“I found myself principally and philosophically unaligned with the organization,” Dillard Smith said. “I understood it to be the ACLU’s goal to delicately balance competing rights to ensure that any infringements are narrowly tailored, that they do not create a hierarchy of rights, and that we are mindful of unintended consequences,” she said in a statement.
The African-American woman who leads a state chapter of the ACLU has resigned, citing her own daughters’ “frightened” reaction to biological males using the women’s restroom.
The organization’s increasing focus on legislating the transgender lobby’s concerns pushed Maya Dillard Smith, interim director of the Georgia chapter of the American Civil Liberties Union, to tender her resignation.
“I have shared my personal experience of having taken my elementary school age daughters into a women’s restroom when shortly after three transgender young adults, over six feet [tall] with deep voices, entered,” she wrote.
“My children were visibly frightened, concerned about their safety and left asking lots of questions for which I, like many parents, was ill-prepared to answer,” she continued.
In a statement, she said that the ACLU has become “a special interest organization that promotes not all, but certain progressive rights.”
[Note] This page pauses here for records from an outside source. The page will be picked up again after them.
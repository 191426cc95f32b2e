use actix_web::{http::StatusCode, HttpResponse, ResponseError};
use serde::{Deserialize, Serialize};
use std::fmt;

/// Health check response
#[derive(Debug, Clone, Serialize, Deserialize)]
pub struct HealthResponse {
    pub status: String,
    pub version: String,
    pub timestamp: chrono::DateTime<chrono::Utc>,
}

/// Error response
#[derive(Debug, Clone, Serialize, Deserialize)]
pub struct ErrorResponse {
    pub error: String,
    pub message: String,
    pub status_code: u16,
}

impl fmt::Display for ErrorResponse {
    fn fmt(&self, f: &mut fmt::Formatter<'_>) -> fmt::Result {
        write!(f, "{}: {}", self.error, self.message)
    }
}

impl std::error::Error for ErrorResponse {}

impl ResponseError for ErrorResponse {
    fn status_code(&self) -> StatusCode {
        StatusCode::from_u16(self.status_code).unwrap_or(StatusCode::BAD_REQUEST)
    }

    fn error_response(&self) -> HttpResponse {
        HttpResponse::build(self.status_code()).json(self)
    }
}
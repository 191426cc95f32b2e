use crate::config::AnnsSettings;
use crate::models::{FilterQuery, Price, ShoeRecord};
use crate::services::scrape::{fan_out, ScrapeError};
use reqwest::Client;
use serde::{Deserialize, Serialize};
use std::sync::Arc;

/// Tag group ids understood by the listing API
const COLOR_TAG_GROUP: &str = "G87";
const HEEL_TAG_GROUP: &str = "G88";

const LISTING_OPERATION: &str = "cms_shopCategory";
const LISTING_QUERY: &str = "query cms_shopCategory($shopId: Int!, $categoryId: Int!, $startIndex: Int!, $fetchCount: Int!, $orderBy: String, $isShowCurator: Boolean, $locationId: Int, $tagFilters: [ItemTagFilter], $tagShowMore: Boolean, $minPrice: Float, $maxPrice: Float, $payType: [String], $shippingType: [String], $includeSalePageGroup: Boolean) {\n  shopCategory(shopId: $shopId, categoryId: $categoryId) {\n    salePageList(startIndex: $startIndex, maxCount: $fetchCount, orderBy: $orderBy, isCuratorable: $isShowCurator, locationId: $locationId, tagFilters: $tagFilters, tagShowMore: $tagShowMore, minPrice: $minPrice, maxPrice: $maxPrice, payType: $payType, shippingType: $shippingType, includeSalePageGroup: $includeSalePageGroup) {\n      salePageList {\n        salePageId\n        title\n        picUrl\n        price\n        __typename\n      }\n      totalSize\n      shopCategoryId\n      shopCategoryName\n      __typename\n    }\n  }\n}";

#[derive(Debug, Clone, Serialize)]
#[serde(rename_all = "camelCase")]
struct ListingRequest {
    shop_id: u32,
    lang: &'static str,
    operation_name: &'static str,
    query: &'static str,
    variables: ListingVariables,
}

#[derive(Debug, Clone, Serialize)]
#[serde(rename_all = "camelCase")]
struct ListingVariables {
    shop_id: u32,
    category_id: i64,
    start_index: u32,
    fetch_count: u32,
    order_by: String,
    is_show_curator: bool,
    #[serde(skip_serializing_if = "Vec::is_empty")]
    tag_filters: Vec<TagFilter>,
    tag_show_more: bool,
    min_price: Option<f64>,
    max_price: Option<f64>,
    pay_type: Vec<String>,
    shipping_type: Vec<String>,
    include_sale_page_group: bool,
    location_id: Option<i64>,
}

#[derive(Debug, Clone, PartialEq, Eq, Serialize)]
#[serde(rename_all = "camelCase")]
struct TagFilter {
    group_id: &'static str,
    key_id: String,
}

#[derive(Debug, Deserialize)]
struct ListingResponse {
    data: ListingData,
}

#[derive(Debug, Deserialize)]
#[serde(rename_all = "camelCase")]
struct ListingData {
    shop_category: ShopCategory,
}

#[derive(Debug, Deserialize)]
#[serde(rename_all = "camelCase")]
struct ShopCategory {
    sale_page_list: SalePageList,
}

#[derive(Debug, Deserialize)]
#[serde(rename_all = "camelCase")]
struct SalePageList {
    #[serde(default)]
    sale_page_list: Vec<SalePage>,
    #[serde(default)]
    total_size: u32,
}

#[derive(Debug, Deserialize)]
#[serde(rename_all = "camelCase")]
struct SalePage {
    sale_page_id: i64,
    title: String,
    #[serde(default)]
    pic_url: String,
    price: serde_json::Number,
}

#[derive(Debug, Deserialize)]
#[serde(rename_all = "PascalCase")]
struct DetailEnvelope {
    #[serde(default)]
    return_code: String,
    data: Option<SalePageDetail>,
    #[serde(default)]
    message: Option<String>,
}

#[derive(Debug, Deserialize)]
#[serde(rename_all = "PascalCase")]
struct SalePageDetail {
    #[serde(default)]
    title: String,
    #[serde(rename = "SaleProductSKUIdList", default)]
    sku_ids: Vec<i64>,
    #[serde(default)]
    major_list: Vec<Major>,
    #[serde(default)]
    sale_page_group: Option<SalePageGroup>,
}

#[derive(Debug, Deserialize)]
struct Major {
    #[serde(rename = "SKUList", default)]
    sku_list: Vec<SkuGroup>,
}

#[derive(Debug, Deserialize)]
#[serde(rename_all = "PascalCase")]
struct SkuGroup {
    #[serde(default)]
    display_property_name: String,
}

#[derive(Debug, Deserialize)]
#[serde(rename_all = "PascalCase")]
struct SalePageGroup {
    #[serde(default)]
    sale_page_items: Vec<SalePageItem>,
}

#[derive(Debug, Deserialize)]
#[serde(rename_all = "PascalCase")]
struct SalePageItem {
    #[serde(default)]
    group_item_title: String,
}

#[derive(Debug, Serialize)]
#[serde(rename_all = "camelCase")]
struct StockRequest {
    ids: String,
    is_show_sale_product_outer_id: bool,
}

#[derive(Debug, Deserialize)]
#[serde(rename_all = "PascalCase")]
struct StockEntry {
    #[serde(default)]
    selling_qty: i64,
}

/// Sizes and colors read from a sale page detail
#[derive(Debug, Clone, PartialEq, Eq)]
struct DetailSpec {
    sizes: Vec<String>,
    colors: Vec<String>,
    sku_ids: Vec<i64>,
}

/// Ann's catalog scraper
///
/// Lists a category through the 91App GraphQL API, then visits every sale
/// page for its sizes, colors and stock.
#[derive(Clone)]
pub struct AnnsClient {
    client: Client,
    settings: Arc<AnnsSettings>,
    max_concurrency: usize,
}

impl AnnsClient {
    pub fn new(client: Client, settings: AnnsSettings, max_concurrency: usize) -> Self {
        Self {
            client,
            settings: Arc::new(settings),
            max_concurrency,
        }
    }

    /// Shoes in the requested category that are in stock in `search_size`
    pub async fn search(&self, query: &FilterQuery) -> Result<Vec<ShoeRecord>, ScrapeError> {
        tracing::info!(
            "Ann's filter - orderby: {}, size: {}, color: {}, heel: {}, category: {}",
            query.orderby,
            query.search_size,
            query.search_color,
            query.search_heel,
            query.search_cat
        );

        let request = self.listing_request(query)?;
        let page_size = self.settings.page_size.max(1);

        let (mut shoes, total_size) = self.fetch_listing(request.clone(), 0).await?;
        tracing::info!("Ann's first page: {} of {} items", shoes.len(), total_size);

        let starts: Vec<u32> = (page_size..total_size).step_by(page_size as usize).collect();
        if !starts.is_empty() {
            let this = self.clone();
            let pages = fan_out(starts, self.max_concurrency, move |start| {
                let this = this.clone();
                let request = request.clone();
                async move { (start, this.fetch_listing(request, start).await) }
            })
            .await;

            for (_, (start, page)) in pages {
                match page {
                    Ok((more, _)) => shoes.extend(more),
                    Err(e) => tracing::warn!("Ann's listing page at {} failed: {}", start, e),
                }
            }
        }
        tracing::info!("Ann's listed {} items", shoes.len());

        self.fill_sizes_and_colors(&mut shoes).await;

        let filtered: Vec<ShoeRecord> = shoes
            .into_iter()
            .filter(|shoe| shoe.has_size(&query.search_size))
            .collect();
        tracing::info!("Ann's size filter kept {} items", filtered.len());

        Ok(filtered)
    }

    fn listing_request(&self, query: &FilterQuery) -> Result<ListingRequest, ScrapeError> {
        let category_id: i64 = query
            .search_cat
            .trim()
            .parse()
            .map_err(|_| ScrapeError::InvalidCategory(query.search_cat.clone()))?;

        Ok(ListingRequest {
            shop_id: self.settings.shop_id,
            lang: "zh-TW",
            operation_name: LISTING_OPERATION,
            query: LISTING_QUERY,
            variables: ListingVariables {
                shop_id: self.settings.shop_id,
                category_id,
                start_index: 0,
                fetch_count: self.settings.page_size,
                order_by: query.orderby.clone(),
                is_show_curator: true,
                tag_filters: tag_filters(query),
                tag_show_more: true,
                min_price: None,
                max_price: None,
                pay_type: vec![],
                shipping_type: vec![],
                include_sale_page_group: true,
                location_id: None,
            },
        })
    }

    async fn fetch_listing(
        &self,
        mut request: ListingRequest,
        start_index: u32,
    ) -> Result<(Vec<ShoeRecord>, u32), ScrapeError> {
        request.variables.start_index = start_index;
        tracing::debug!("Ann's listing request from {}", start_index);

        let response = self
            .client
            .post(&self.settings.graphql_url)
            .json(&request)
            .send()
            .await?;

        if !response.status().is_success() {
            return Err(ScrapeError::ApiError(format!(
                "Listing request failed: {}",
                response.status()
            )));
        }

        let body = response.bytes().await?;
        parse_listing(&body, &self.settings.salepage_url)
    }

    async fn fill_sizes_and_colors(&self, shoes: &mut [ShoeRecord]) {
        let ids: Vec<String> = shoes
            .iter()
            .map(|s| s.list_id.clone().unwrap_or_default())
            .collect();
        tracing::info!("Ann's visiting {} sale pages", ids.len());

        let this = self.clone();
        let results = fan_out(ids, self.max_concurrency, move |id| {
            let this = this.clone();
            async move { this.fetch_sizes_and_colors(&id).await }
        })
        .await;

        for (index, result) in results {
            let shoe = &mut shoes[index];
            match result {
                Ok((sizes, colors)) => {
                    shoe.size = Some(sizes);
                    shoe.color = Some(colors);
                }
                Err(e) => tracing::warn!(
                    "Ann's sale page {} ({}, {}) skipped: {}",
                    shoe.list_id.as_deref().unwrap_or(""),
                    shoe.name,
                    shoe.url,
                    e
                ),
            }
        }
    }

    async fn fetch_sizes_and_colors(&self, sale_page_id: &str) -> Result<(Vec<String>, Vec<String>), ScrapeError> {
        let url = format!("{}{}", self.settings.detail_url, sale_page_id);
        let response = self.client.get(&url).send().await?;
        if !response.status().is_success() {
            return Err(ScrapeError::ApiError(format!(
                "Sale page {} returned {}",
                sale_page_id,
                response.status()
            )));
        }

        let body = response.bytes().await?;
        let spec = parse_detail(&body)?;
        let sizes = self.in_stock(&spec.sku_ids, spec.sizes).await;
        Ok((sizes, spec.colors))
    }

    /// Sizes whose SKU still has selling quantity; empty when stock is unknown
    async fn in_stock(&self, sku_ids: &[i64], sizes: Vec<String>) -> Vec<String> {
        let request = StockRequest {
            ids: sku_ids.iter().map(|id| id.to_string()).collect::<Vec<_>>().join(","),
            is_show_sale_product_outer_id: false,
        };

        let response = match self.client.post(&self.settings.stock_url).json(&request).send().await {
            Ok(r) => r,
            Err(e) => {
                tracing::warn!("Ann's stock request failed: {}", e);
                return vec![];
            }
        };

        match response.json::<Vec<StockEntry>>().await {
            Ok(stock) => filter_in_stock(sizes, &stock),
            Err(e) => {
                tracing::warn!("Ann's stock response unreadable: {}", e);
                vec![]
            }
        }
    }
}

fn tag_filters(query: &FilterQuery) -> Vec<TagFilter> {
    let mut filters = Vec::new();
    if !query.search_color.is_empty() {
        filters.push(TagFilter {
            group_id: COLOR_TAG_GROUP,
            key_id: query.search_color.clone(),
        });
    }
    if !query.search_heel.is_empty() {
        filters.push(TagFilter {
            group_id: HEEL_TAG_GROUP,
            key_id: query.search_heel.clone(),
        });
    }
    filters
}

fn parse_listing(body: &[u8], salepage_url: &str) -> Result<(Vec<ShoeRecord>, u32), ScrapeError> {
    let listing: ListingResponse = serde_json::from_slice(body)
        .map_err(|e| ScrapeError::InvalidResponse(format!("Ann's listing: {}", e)))?;
    let list = listing.data.shop_category.sale_page_list;

    let shoes = list
        .sale_page_list
        .into_iter()
        .map(|page| {
            let id = page.sale_page_id.to_string();
            ShoeRecord {
                url: format!("{}{}", salepage_url, id),
                list_id: Some(id),
                name: page.title,
                image: page.pic_url,
                price: Price::Text(page.price.to_string()),
                size: None,
                color: None,
            }
        })
        .collect();

    Ok((shoes, list.total_size))
}

/// Single-color items carry the color in the first SKU group and sizes in
/// the second; multi-color items carry sizes first.
fn parse_detail(body: &[u8]) -> Result<DetailSpec, ScrapeError> {
    let envelope: DetailEnvelope = serde_json::from_slice(body)
        .map_err(|e| ScrapeError::InvalidResponse(format!("Ann's sale page: {}", e)))?;

    let detail = envelope.data.ok_or_else(|| {
        ScrapeError::ApiError(format!(
            "{} {}",
            envelope.return_code,
            envelope.message.unwrap_or_default()
        ))
    })?;

    let groups = detail
        .major_list
        .first()
        .map(|m| m.sku_list.as_slice())
        .unwrap_or(&[]);
    let first = groups
        .first()
        .ok_or_else(|| ScrapeError::InvalidResponse(format!("{} has no SKU groups", detail.title)))?;

    let mut sizes = split_sizes(&first.display_property_name);
    if sizes.len() == 1 || !contains_digit(&sizes) {
        match groups.get(1) {
            Some(second) => sizes = split_sizes(&second.display_property_name),
            None => return Err(ScrapeError::NotFootwear(detail.title)),
        }
    }

    let colors = detail
        .sale_page_group
        .map(|g| g.sale_page_items.into_iter().map(|i| i.group_item_title).collect())
        .unwrap_or_default();

    Ok(DetailSpec {
        sizes,
        colors,
        sku_ids: detail.sku_ids,
    })
}

fn split_sizes(names: &str) -> Vec<String> {
    names.split('/').map(|s| s.trim().to_string()).collect()
}

fn contains_digit(sizes: &[String]) -> bool {
    sizes.iter().any(|s| s.chars().any(|c| c.is_ascii_digit()))
}

/// Stock entries line up with sizes by position
fn filter_in_stock(sizes: Vec<String>, stock: &[StockEntry]) -> Vec<String> {
    sizes
        .into_iter()
        .zip(stock)
        .filter(|(_, entry)| entry.selling_qty > 0)
        .map(|(size, _)| size)
        .collect()
}
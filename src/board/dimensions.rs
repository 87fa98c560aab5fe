//! The extents of a board and the wraparound math over them
//!
//! A board is `rows` cells along the `i` axis and `cols` cells along the `j`
//! axis. Every integer pair maps onto exactly one cell, which makes the board
//! a torus.

use core::fmt::Debug;
use std::hash::Hash;

use crate::error::BoardError;

use super::Position;

#[derive(Debug, Copy, Clone, PartialEq, Eq, Hash)]
/// The extents of a rectangular board
pub struct Dimensions {
    rows: usize,
    cols: usize,
}

impl Dimensions {
    /// Build dimensions, rejecting empty boards
    pub fn new(rows: usize, cols: usize) -> Result<Self, BoardError> {
        if rows == 0 || cols == 0 {
            return Err(BoardError::InvalidDimensions { rows, cols });
        }
        Ok(Self { rows, cols })
    }

    /// A square board with `side` cells along both axes
    pub fn square(side: usize) -> Result<Self, BoardError> {
        Self::new(side, side)
    }

    /// extent of the `i` axis
    pub fn rows(&self) -> usize {
        self.rows
    }

    /// extent of the `j` axis
    pub fn cols(&self) -> usize {
        self.cols
    }

    /// total number of cells
    pub fn cell_count(&self) -> usize {
        self.rows * self.cols
    }

    /// Maps any integer pair onto the board. Both indices are reduced modulo
    /// their extent and negative remainders are shifted up by the extent.
    pub fn wrap(&self, i: i64, j: i64) -> Position {
        Position {
            i: i.rem_euclid(self.rows as i64) as usize,
            j: j.rem_euclid(self.cols as i64) as usize,
        }
    }

    /// flat index of an in-range position
    pub(crate) fn flat_index(&self, pos: Position) -> usize {
        debug_assert!(pos.i < self.rows && pos.j < self.cols);
        pos.i * self.cols + pos.j
    }

    /// inverse of [`Dimensions::flat_index`]
    pub(crate) fn position_of(&self, flat: usize) -> Position {
        Position {
            i: flat / self.cols,
            j: flat % self.cols,
        }
    }
}

#[cfg(test)]
mod tests {
    use super::*;

    #[test]
    fn test_rejects_empty_extents() {
        assert_eq!(
            Dimensions::new(0, 4),
            Err(BoardError::InvalidDimensions { rows: 0, cols: 4 })
        );
        assert!(Dimensions::new(3, 0).is_err());
        assert!(Dimensions::square(1).is_ok());
    }

    #[test]
    fn test_wrap_handles_far_out_of_range_indices() {
        let d = Dimensions::new(7, 4).unwrap();
        for i in -30i64..30 {
            for j in -30i64..30 {
                let expected = Position {
                    i: (((i % 7) + 7) % 7) as usize,
                    j: (((j % 4) + 4) % 4) as usize,
                };
                assert_eq!(d.wrap(i, j), expected);
            }
        }
        assert!(d.wrap(i64::MIN + 1, 1_000_000_007).i < 7);
    }

    #[test]
    fn test_flat_index_round_trips_every_cell() {
        let d = Dimensions::new(3, 5).unwrap();
        for flat in 0..d.cell_count() {
            assert_eq!(d.flat_index(d.position_of(flat)), flat);
        }
    }
}
use std::collections::VecDeque;

use tracing::debug;

use crate::error::BoardError;
use crate::game::Game;
use crate::settings::Settings;
use crate::snake::TickOutcome;
use crate::types::Direction;

use super::ReplayLog;

/// Feeds a decoded log back into a fresh game, one recorded direction per
/// tick, with food taken from the recording instead of random placement.
/// The replayed game keeps its own session log, so its trace can be
/// compared against the recording.
#[derive(Debug)]
pub struct ReplayPlayer {
    game: Game,
    commands: VecDeque<Option<Direction>>,
}

impl ReplayPlayer {
    /// Settings come from the log header, or from `fallback` when the
    /// header did not hold any.
    pub fn new(
        log: &ReplayLog,
        fallback: &Settings,
        pixel_width: u32,
        pixel_height: u32,
    ) -> Result<Self, BoardError> {
        let mut settings = fallback.clone();
        log.apply_settings(&mut settings);
        let board = settings.board(pixel_width, pixel_height)?;
        Ok(ReplayPlayer {
            game: Game::replay(board, settings, log.food().iter().copied()),
            commands: log.directions().iter().copied().collect(),
        })
    }

    /// Plays the next recorded tick. `None` once the recording is used up;
    /// the replay has then simply ended.
    pub fn advance(&mut self) -> Option<TickOutcome> {
        let command = match self.commands.pop_front() {
            Some(command) => command,
            None => {
                debug!(score = self.game.score(), "replay finished");
                return None;
            }
        };
        Some(self.game.step(command))
    }

    /// recorded ticks not played yet
    pub fn remaining(&self) -> usize {
        self.commands.len()
    }

    #[allow(missing_docs)]
    pub fn is_finished(&self) -> bool {
        self.commands.is_empty()
    }

    /// the game being replayed
    pub fn game(&self) -> &Game {
        &self.game
    }
}

impl Iterator for ReplayPlayer {
    type Item = TickOutcome;

    fn next(&mut self) -> Option<Self::Item> {
        self.advance()
    }
}
#![deny(missing_debug_implementations, missing_docs)]
//! A grid engine for a snake game played on a torus, together with a plain
//! text replay log that reproduces a session tick for tick.
//!
//! A [`Board`] owns every cell. The [`Snake`] and its [`Food`] refer to cells
//! by [`Position`] and change labels through the board. Each tick a driver
//! hands one optional [`Direction`] to [`Game::tick`]; the game records the
//! tick in its [`SessionLog`] and persists the log to a [`LogSink`] when the
//! snake dies.
//!
//! ```
//! use rand::{rngs::SmallRng, SeedableRng};
//! use torus_snake::{Direction, Game, ReplayLog, ReplayPlayer, Settings};
//!
//! let mut game = Game::from_settings(Settings::default(), 400, 400, SmallRng::seed_from_u64(3)).unwrap();
//! game.tick(Some(Direction::Left)).unwrap();
//! game.tick(None).unwrap();
//!
//! let text = game.log().encode(game.settings());
//! let log = ReplayLog::decode(&text).unwrap();
//! let mut player = ReplayPlayer::new(&log, &Settings::default(), 400, 400).unwrap();
//! while player.advance().is_some() {}
//! assert_eq!(player.game().snake().head(), game.snake().head());
//! ```

pub mod board;
pub mod error;
pub mod food;
pub mod game;
pub mod replay;
pub mod settings;
pub mod snake;
pub mod types;

pub use board::{Board, Cell, Coordinate, Dimensions, Label, Position};
pub use error::{BoardError, ConfigError, ParseError, ReplayError};
pub use food::{Food, FoodSource};
pub use game::{FrameClock, Game, InputQueue};
pub use replay::{FileLogSink, ReplayLog, ReplayPlayer, SessionLog, TickRecord};
pub use settings::{Density, FileSettingsStore, Palette, Settings, Speed};
pub use snake::{Snake, SnakeState, TickOutcome};
pub use types::{Direction, LogSink, RenderSurface, SettingsStore, Vector};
The “hierarchy of rights” the ACLU chooses to defend or ignore, she wrote, is “based on who is funding the organization’s lobbying activities.” She did not elaborate on the group’s funding.
Dillard Smith is no conservative. She earned a degree in economics from Berkeley and a masters degree at Harvard, while working for the Ninth Circuit Court of Appeals and the California Supreme Court.
She is a 2003 graduate of the program Emerge America, which states its “goal is clear: to increase the number of Democratic women in public office.”
But this self-described “progressive” who called herself “unapologetically black” cannot go along with the ACLU’s transgender legal agenda.
Georgia was one of first 11 states suing the Obama administration over itscontroversial federal guidance requiring public schools and universities to allow transgender students to use the restrooms, showers, and overnight accommodations of the opposite biological sex.